Component 3 is a residual pattern from this pattern calculated after the variance
accounted for by Components 1 and 2 has been removed. It accounts for only 0.28 per
cent of the total variance. The spatial pattern for component three shows a positive
anomaly across the Sahel and in southeastern South Africa, and a strong negative
anomaly in a band immediately south of the Sahel (Figure 5). The loadings chart shows a
slight bimodal time signal pattern. The positive anomalies are associated with greening in
the Sahel between January and March (slight positive loadings) and between July and
October. While the later period corresponds well with the peak timing of the Sahelian
growing season when the ITCZ reaches its northern most position, the former seems to be
an unexpected anomaly at this time of the year when there is no precipitation across the
Sahel. Previous research (Eastman and Fulk, 1993), has suggested that this anomaly may
be related to attenuation of the NDVI signal by preferential scattering of short-wave
length radiation by aerosol dust particles that are common in the atmosphere over the
region during this time of the year that is characterized by strong Harmattan winds from
the Sahara in the north. This is therefore suggests a false greening that is not indicative of
vegetation seasonality during the period January - March. There is also a drop in the
component loadings to negative values between April and May prior to the beginning of
the growing season. This anomaly is related to the increase in atmospheric water vapor
content with the advance of the ITCZ into the Sahelian belt (Justice et al, 1991).
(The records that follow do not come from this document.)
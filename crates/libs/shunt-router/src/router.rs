use std::sync::Arc;

use serde::de::DeserializeOwned;
use serde::Serialize;
use shunt_wire::{frame, ByteOrder, WireCodec};

use crate::config::RouterConfig;
use crate::dispatch::{Dispatch, Envelope};
use crate::error::{RegistryError, RouteError};
use crate::registry::{HandlerRef, Registry, TypeToken};

/// Binary message router: identifier assignment, frame decode dispatch, and
/// encode lookup. See the crate docs for the setup/operation contract.
///
/// Generic over the codec `C` (the serialization seam) and the dispatcher
/// `D` (the handler hand-off seam). The router is `Send + Sync` whenever
/// both are, so a registration-complete router can be shared behind an
/// `Arc` and driven concurrently.
pub struct MessageRouter<C, D> {
    config: RouterConfig,
    codec: C,
    dispatch: D,
    registry: Registry<C>,
}

impl<C, D> MessageRouter<C, D>
where
    C: WireCodec,
    D: Dispatch,
{
    /// Router with default configuration (big-endian identifier prefix).
    pub fn new(codec: C, dispatch: D) -> Self {
        Self::with_config(RouterConfig::default(), codec, dispatch)
    }

    pub fn with_config(config: RouterConfig, codec: C, dispatch: D) -> Self {
        Self {
            config,
            codec,
            dispatch,
            registry: Registry::new(),
        }
    }

    pub fn byte_order(&self) -> ByteOrder {
        self.config.byte_order
    }

    /// Number of registered message types.
    pub fn len(&self) -> usize {
        self.registry.len()
    }

    pub fn is_empty(&self) -> bool {
        self.registry.len() == 0
    }

    /// Registers `M`, assigning it the next sequential identifier.
    ///
    /// Pass `None` for messages that should be decoded but not dispatched
    /// further. Duplicate types and a full identifier space are rejected;
    /// both mean a broken message table, so callers normally abort startup
    /// on any error from here.
    pub fn register<M>(&mut self, handler: Option<HandlerRef>) -> Result<u16, RegistryError>
    where
        M: Serialize + DeserializeOwned + Send + 'static,
    {
        let id = self.registry.register::<M>(handler)?;
        log::debug!(
            "router: registered {} as id {id}",
            TypeToken::of::<M>().type_name()
        );
        Ok(id)
    }

    /// Decodes one complete inbound frame and hands the result to the
    /// dispatcher.
    ///
    /// Success means dispatch was *initiated*; the router does not observe
    /// the handler's outcome. On any error nothing has been dispatched.
    pub fn route(&self, data: &[u8]) -> Result<(), RouteError> {
        let (id, body) = frame::split(self.config.byte_order, data)
            .map_err(|_| RouteError::FrameTooShort { len: data.len() })?;

        let Some(descriptor) = self.registry.get(id) else {
            return Err(RouteError::UnknownMessageId { id });
        };

        let message =
            (descriptor.decode)(&self.codec, body).map_err(|source| RouteError::Decode {
                type_name: descriptor.token.type_name(),
                source,
            })?;

        if let Some(handler) = &descriptor.handler {
            log::trace!(
                "router: dispatching {} (id {id}, {} body bytes)",
                descriptor.token.type_name(),
                body.len()
            );
            self.dispatch.dispatch(Envelope {
                id,
                token: descriptor.token,
                message,
                handler: Arc::clone(handler),
            });
        }

        Ok(())
    }

    /// Looks up the identifier for `M` and encodes the message body.
    ///
    /// The returned body carries no identifier prefix; callers frame it
    /// with [`shunt_wire::frame::assemble`]. An unregistered type fails
    /// before the codec is invoked.
    pub fn marshal<M>(&self, message: &M) -> Result<(u16, Vec<u8>), RouteError>
    where
        M: Serialize + Send + 'static,
    {
        let token = TypeToken::of::<M>();
        let Some(id) = self.registry.id_of(token.type_id()) else {
            return Err(RouteError::Unregistered {
                type_name: token.type_name(),
            });
        };

        let body = self
            .codec
            .encode(message)
            .map_err(|source| RouteError::Encode {
                type_name: token.type_name(),
                source,
            })?;

        Ok((id, body))
    }

    /// Lowers the registration capacity below the real identifier space so
    /// capacity exhaustion is testable without 65536 distinct types.
    pub fn set_capacity_for_test(&mut self, capacity: usize) {
        self.registry.set_capacity_for_test(capacity);
    }
}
Component 4 shows positive NDVI anomalies in the Congo equatorial forest region and
in parts of East Africa (Figure 6). As shown in the loadings chart, the months April, May,
June and September, October, November are positively correlated with this pattern, while
the rest of the months are negatively associated with this pattern. This temporal pattern
illustrates the semiannual cycle in vegetation greenness that is related to the annual cycle
in precipitation associated with the equinoctial maxima of the ITCZ with peaks in April
and October.
Component 5 shows a similar seasonality pattern to that of Component 4, with a strong
bimodal pattern (Figure 7). In this case however, the peak in the loadings are mainly in
May and November. This strongest negative anomalies occur over the desert regions and
the strongest positive anomalies occur over the forested regions (e.g. the Congo Forest).
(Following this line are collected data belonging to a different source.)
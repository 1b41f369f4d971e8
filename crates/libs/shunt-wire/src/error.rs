/// Errors produced below the router: framing and codec failures.
///
/// Codec variants carry the underlying cause as a string so the error stays
/// `Clone + PartialEq` regardless of which codec produced it.
#[derive(Debug, Clone, PartialEq, Eq, thiserror::Error)]
#[non_exhaustive]
pub enum WireError {
    #[error("frame too short: {len} bytes")]
    FrameTooShort { len: usize },

    #[error("encode error: {0}")]
    Encode(String),

    #[error("decode error: {0}")]
    Decode(String),
}
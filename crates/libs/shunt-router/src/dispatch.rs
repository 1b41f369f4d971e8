//! One-way hand-off from the decode path to handler execution.
//!
//! The router never runs handlers inline: a successful decode is submitted
//! to a [`Dispatch`] implementation and forgotten, so decode-path latency is
//! independent of handler execution time. [`MpscDispatch`] is the stock
//! implementation — an unbounded channel whose receiver side owns the
//! handler loop.

use std::any::Any;
use std::sync::Arc;

use tokio::sync::mpsc;

use crate::registry::{HandlerRef, TypeToken};

/// The unit handed to a dispatcher: one decoded message plus everything the
/// handler side needs to act on it.
pub struct Envelope {
    pub id: u16,
    pub token: TypeToken,
    pub message: Box<dyn Any + Send>,
    pub handler: HandlerRef,
}

impl Envelope {
    /// Recovers the typed message and its handler reference, or gives the
    /// envelope back unchanged if `M` is not the registered type.
    pub fn downcast<M: Send + 'static>(self) -> Result<(M, HandlerRef), Self> {
        let Self {
            id,
            token,
            message,
            handler,
        } = self;
        match message.downcast::<M>() {
            Ok(message) => Ok((*message, handler)),
            Err(message) => Err(Self {
                id,
                token,
                message,
                handler,
            }),
        }
    }
}

impl std::fmt::Debug for Envelope {
    fn fmt(&self, f: &mut std::fmt::Formatter<'_>) -> std::fmt::Result {
        f.debug_struct("Envelope")
            .field("id", &self.id)
            .field("type_name", &self.token.type_name())
            .finish_non_exhaustive()
    }
}

/// Fire-and-forget dispatch seam.
///
/// Implementations must not block: the router calls `dispatch` on the
/// decode path and does not await or inspect the outcome.
pub trait Dispatch: Send + Sync {
    fn dispatch(&self, envelope: Envelope);
}

/// Channel-backed dispatcher.
///
/// `send` on an unbounded channel never blocks; a closed receiver means the
/// handler side has shut down, in which case the message is dropped with a
/// warning rather than surfaced as a route failure.
#[derive(Clone)]
pub struct MpscDispatch {
    tx: mpsc::UnboundedSender<Envelope>,
}

impl MpscDispatch {
    pub fn new() -> (Self, mpsc::UnboundedReceiver<Envelope>) {
        let (tx, rx) = mpsc::unbounded_channel();
        (Self { tx }, rx)
    }
}

impl Dispatch for MpscDispatch {
    fn dispatch(&self, envelope: Envelope) {
        let type_name = envelope.token.type_name();
        if self.tx.send(envelope).is_err() {
            log::warn!("dispatch: handler channel closed, dropping {type_name}");
        }
    }
}

/// Dispatcher shared behind an `Arc`, for handler contexts wired up once and
/// referenced from several routers.
impl<D: Dispatch + ?Sized> Dispatch for Arc<D> {
    fn dispatch(&self, envelope: Envelope) {
        (**self).dispatch(envelope);
    }
}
However, as can be seen in the loadings chart, the dominant trends is a progressive slight
negative trend in the loadings over the 1986-1990 period that is negatively associated
with the negative anomaly over the Sahara desert (thus an apparent increase in NDVI
over the desert regions and decrease in NDVI over the forested regions). This pattern of
apparent greening over desert areas is attributed to anomalies in NDVI due to decay in
the orbital cycle of the sensing platform. An aging NOAA-9 was in service during most
this time series period, overtime its equatorial crossing time deteriorated from 16.10 hrs.
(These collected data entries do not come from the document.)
//! Authentication Models
//!
//! Data structures for credential subjects, stored credentials, JWT claims,
//! and the request/response DTOs of the auth operations.

use chrono::{DateTime, Utc};
use serde::{Deserialize, Serialize};
use sqlx::FromRow;
use uuid::Uuid;
use validator::Validate;

// ============================================
// Database Entities
// ============================================

/// User role enum matching database type
#[derive(Debug, Clone, Copy, PartialEq, Eq, Serialize, Deserialize, sqlx::Type)]
#[sqlx(type_name = "user_role", rename_all = "lowercase")]
#[serde(rename_all = "lowercase")]
pub enum Role {
    Admin,
    Sales,
    Support,
    Customer,
}

impl Role {
    pub fn is_admin(&self) -> bool {
        matches!(self, Role::Admin)
    }

    /// Internal staff (everyone but customers)
    pub fn is_staff(&self) -> bool {
        !matches!(self, Role::Customer)
    }

    pub fn as_str(&self) -> &'static str {
        match self {
            Role::Admin => "admin",
            Role::Sales => "sales",
            Role::Support => "support",
            Role::Customer => "customer",
        }
    }
}

impl std::fmt::Display for Role {
    fn fmt(&self, f: &mut std::fmt::Formatter<'_>) -> std::fmt::Result {
        write!(f, "{}", self.as_str())
    }
}

impl std::str::FromStr for Role {
    type Err = ();

    fn from_str(s: &str) -> Result<Self, Self::Err> {
        match s {
            "admin" => Ok(Role::Admin),
            "sales" => Ok(Role::Sales),
            "support" => Ok(Role::Support),
            "customer" => Ok(Role::Customer),
            _ => Err(()),
        }
    }
}

/// User entity from database (the credential subject)
#[derive(Debug, Clone, Serialize, Deserialize, FromRow)]
pub struct User {
    pub id: Uuid,
    pub email: String,
    #[serde(skip_serializing)]
    pub password_hash: String,
    pub name: String,
    pub role: Role,
    pub is_active: bool,
    pub last_login_at: Option<DateTime<Utc>>,
    pub created_at: DateTime<Utc>,
    pub updated_at: DateTime<Utc>,
}

/// Fields needed to insert a new user
#[derive(Debug, Clone)]
pub struct NewUser {
    pub email: String,
    pub password_hash: String,
    pub name: String,
    pub role: Role,
}

/// API key entity from database
///
/// Only the SHA-256 hash of the secret portion is ever stored.
#[derive(Debug, Clone, Serialize, FromRow)]
pub struct ApiKeyRecord {
    pub id: Uuid,
    pub user_id: Uuid,
    pub name: String,
    #[serde(skip_serializing)]
    pub key_hash: String,
    pub is_active: bool,
    pub last_used_at: Option<DateTime<Utc>>,
    pub expires_at: Option<DateTime<Utc>>,
    pub created_at: DateTime<Utc>,
}

impl ApiKeyRecord {
    pub fn is_expired_at(&self, now: DateTime<Utc>) -> bool {
        self.expires_at.is_some_and(|exp| exp <= now)
    }

    /// Active and not past its expiry
    pub fn is_usable_at(&self, now: DateTime<Utc>) -> bool {
        self.is_active && !self.is_expired_at(now)
    }
}

/// Refresh token entity from database
#[derive(Debug, Clone)]
pub struct RefreshTokenRecord {
    pub id: Uuid,
    pub user_id: Uuid,
    pub token_hash: String,
    pub expires_at: DateTime<Utc>,
    pub issued_at: DateTime<Utc>,
    pub revoked_at: Option<DateTime<Utc>>,
    pub replaced_by: Option<Uuid>,
    pub user_agent: Option<String>,
    pub ip_address: Option<String>,
}

impl RefreshTokenRecord {
    pub fn is_expired_at(&self, now: DateTime<Utc>) -> bool {
        self.expires_at <= now
    }

    pub fn is_revoked(&self) -> bool {
        self.revoked_at.is_some()
    }

    pub fn is_valid_at(&self, now: DateTime<Utc>) -> bool {
        !self.is_expired_at(now) && !self.is_revoked()
    }
}

/// Result of an atomic refresh token consumption
#[derive(Debug, Clone, Copy, PartialEq, Eq)]
pub enum ConsumeOutcome {
    /// The token was live and is now revoked
    Consumed { user_id: Uuid },
    /// The token exists but had already been consumed or revoked
    Reused { user_id: Uuid },
    /// Unknown id, hash mismatch, or expired row
    Rejected,
}

// ============================================
// Request DTOs
// ============================================

/// Login request
#[derive(Debug, Clone, Deserialize, Validate)]
pub struct LoginRequest {
    #[validate(length(min = 1, message = "Email is required"))]
    pub email: String,

    #[validate(length(min = 1, message = "Password is required"))]
    pub password: String,
}

/// Registration request
#[derive(Debug, Clone, Deserialize, Validate)]
pub struct RegisterRequest {
    #[validate(email(message = "Invalid email format"))]
    pub email: String,

    #[validate(length(min = 8, message = "Password must be at least 8 characters"))]
    pub password: String,

    #[validate(must_match(other = "password", message = "Passwords do not match"))]
    pub password_confirm: String,

    #[validate(length(min = 1, max = 100, message = "Name must be 1-100 characters"))]
    pub name: String,
}

/// Change password request (for authenticated users)
#[derive(Debug, Clone, Deserialize, Validate)]
pub struct ChangePasswordRequest {
    #[validate(length(min = 1, message = "Current password is required"))]
    pub current_password: String,

    #[validate(length(min = 8, message = "New password must be at least 8 characters"))]
    pub new_password: String,

    #[validate(must_match(other = "new_password", message = "Passwords do not match"))]
    pub new_password_confirm: String,
}

/// API key creation request
#[derive(Debug, Clone, Deserialize, Validate)]
pub struct CreateApiKeyRequest {
    #[validate(length(min = 1, max = 100, message = "Name must be 1-100 characters"))]
    pub name: String,

    pub expires_at: Option<DateTime<Utc>>,
}

/// Request metadata recorded alongside refresh tokens
#[derive(Debug, Clone, Default)]
pub struct ClientInfo {
    pub ip: Option<String>,
    pub user_agent: Option<String>,
}

// ============================================
// Response DTOs
// ============================================

/// User response (public user data without sensitive fields)
#[derive(Debug, Clone, Serialize)]
pub struct UserResponse {
    pub id: Uuid,
    pub email: String,
    pub name: String,
    pub role: Role,
    pub last_login_at: Option<DateTime<Utc>>,
    pub created_at: DateTime<Utc>,
}

impl From<User> for UserResponse {
    fn from(user: User) -> Self {
        Self {
            id: user.id,
            email: user.email,
            name: user.name,
            role: user.role,
            last_login_at: user.last_login_at,
            created_at: user.created_at,
        }
    }
}

/// Authentication response with tokens
#[derive(Debug, Clone, Serialize)]
pub struct AuthResponse {
    pub user: UserResponse,
    pub access_token: String,
    pub refresh_token: String,
    pub token_type: String,
    pub expires_in: i64,
}

/// Token refresh response
#[derive(Debug, Clone, Serialize)]
pub struct TokenResponse {
    pub access_token: String,
    pub refresh_token: String,
    pub token_type: String,
    pub expires_in: i64,
}

/// Freshly created API key. `key` is shown exactly once.
#[derive(Debug, Clone, Serialize)]
pub struct ApiKeyCreated {
    #[serde(flatten)]
    pub api_key: ApiKeyRecord,
    pub key: String,
}

/// How a request was authenticated
#[derive(Debug, Clone, Copy, PartialEq, Eq, Serialize)]
#[serde(rename_all = "snake_case")]
pub enum AuthMethod {
    AccessToken,
    ApiKey,
}

/// Identity resolved from an access token or API key
#[derive(Debug, Clone, PartialEq, Eq, Serialize)]
pub struct Principal {
    pub subject_id: Uuid,
    pub role: Role,
    pub method: AuthMethod,
}

// ============================================
// JWT Claims
// ============================================

/// JWT claims for access tokens
#[derive(Debug, Clone, Serialize, Deserialize)]
pub struct AccessTokenClaims {
    /// Subject (user ID)
    pub sub: Uuid,
    /// User email
    pub email: String,
    /// User role
    pub role: String,
    /// Issued at timestamp
    pub iat: i64,
    /// Expiration timestamp
    pub exp: i64,
    /// Issuer
    pub iss: String,
    /// Audience
    pub aud: String,
    /// JWT ID (unique identifier)
    pub jti: Uuid,
}

/// JWT claims for refresh tokens
#[derive(Debug, Clone, Serialize, Deserialize)]
pub struct RefreshTokenClaims {
    /// Subject (user ID)
    pub sub: Uuid,
    /// Token ID (references refresh_tokens table)
    pub tid: Uuid,
    /// Issued at timestamp
    pub iat: i64,
    /// Expiration timestamp
    pub exp: i64,
    /// Issuer
    pub iss: String,
}

#[cfg(test)]
mod tests {
    use super::*;
    use chrono::Duration;

    #[test]
    fn test_role_round_trip() {
        for role in [Role::Admin, Role::Sales, Role::Support, Role::Customer] {
            assert_eq!(role.as_str().parse::<Role>(), Ok(role));
        }
        assert!("root".parse::<Role>().is_err());
    }

    #[test]
    fn test_role_helpers() {
        assert!(Role::Admin.is_admin());
        assert!(!Role::Sales.is_admin());
        assert!(Role::Support.is_staff());
        assert!(!Role::Customer.is_staff());
    }

    #[test]
    fn test_refresh_record_validity() {
        let now = Utc::now();
        let mut record = RefreshTokenRecord {
            id: Uuid::new_v4(),
            user_id: Uuid::new_v4(),
            token_hash: "h".into(),
            expires_at: now + Duration::hours(1),
            issued_at: now,
            revoked_at: None,
            replaced_by: None,
            user_agent: None,
            ip_address: None,
        };
        assert!(record.is_valid_at(now));
        assert!(!record.is_valid_at(now + Duration::hours(1)));

        record.revoked_at = Some(now);
        assert!(!record.is_valid_at(now));
    }

    #[test]
    fn test_api_key_expiry() {
        let now = Utc::now();
        let mut key = ApiKeyRecord {
            id: Uuid::new_v4(),
            user_id: Uuid::new_v4(),
            name: "ci".into(),
            key_hash: "h".into(),
            is_active: true,
            last_used_at: None,
            expires_at: None,
            created_at: now,
        };
        assert!(key.is_usable_at(now));

        key.expires_at = Some(now);
        assert!(!key.is_usable_at(now));

        key.expires_at = None;
        key.is_active = false;
        assert!(!key.is_usable_at(now));
    }

    #[test]
    fn test_register_request_validation() {
        let req = RegisterRequest {
            email: "not-an-email".into(),
            password: "Secret123".into(),
            password_confirm: "Secret124".into(),
            name: "Ada".into(),
        };
        let errors = req.validate().unwrap_err();
        let fields = errors.field_errors();
        assert!(fields.contains_key("email"));
        assert!(fields.contains_key("password_confirm"));
    }

    #[test]
    fn test_api_key_created_hides_hash() {
        let now = Utc::now();
        let created = ApiKeyCreated {
            api_key: ApiKeyRecord {
                id: Uuid::new_v4(),
                user_id: Uuid::new_v4(),
                name: "ci".into(),
                key_hash: "deadbeef".into(),
                is_active: true,
                last_used_at: None,
                expires_at: None,
                created_at: now,
            },
            key: "crm_secret".into(),
        };
        let json = serde_json::to_value(&created).unwrap();
        assert_eq!(json["key"], "crm_secret");
        assert_eq!(json["name"], "ci");
        assert!(json.get("key_hash").is_none());
    }
}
to 14.20 hrs over a four year period. The effect of orbital decay is to attenuate calculated
NDVI values over bare surfaces especially desert areas. Bright desert targets provide a
higher reflectivity especially in the visible red wavelengths compared to the infrared at
low sun angles because of differential degradation in the mapping channels since the prelaunch calibration (Teillet et al, 1990). As a consequence there is an apparent increasein
calculated NDVI over desert areas (Price, 1991; Tateishi and Kajiwara, 1992). Similar
anomalies have been found in analyses by Kaufaman and Holben, 1990; Eastman and
Fulk (1993); Los et al (1994). The changeover to a more stable NOAA-11, can be seen as
the correlations drop to negative values in November/December 1988 with a much more
constant amplitude pattern in the loadings for the reminder of the series.
Component 6 shows a strong positive anomaly in East Africa (eastern Kenya and
Ethiopia and Somalia), (Figure 8) with a pronounced bimodality indicating another
double greening pattern associated with the ITCZ during its extreme northernmost
position in July and another one associated with this discontinuity in December / January.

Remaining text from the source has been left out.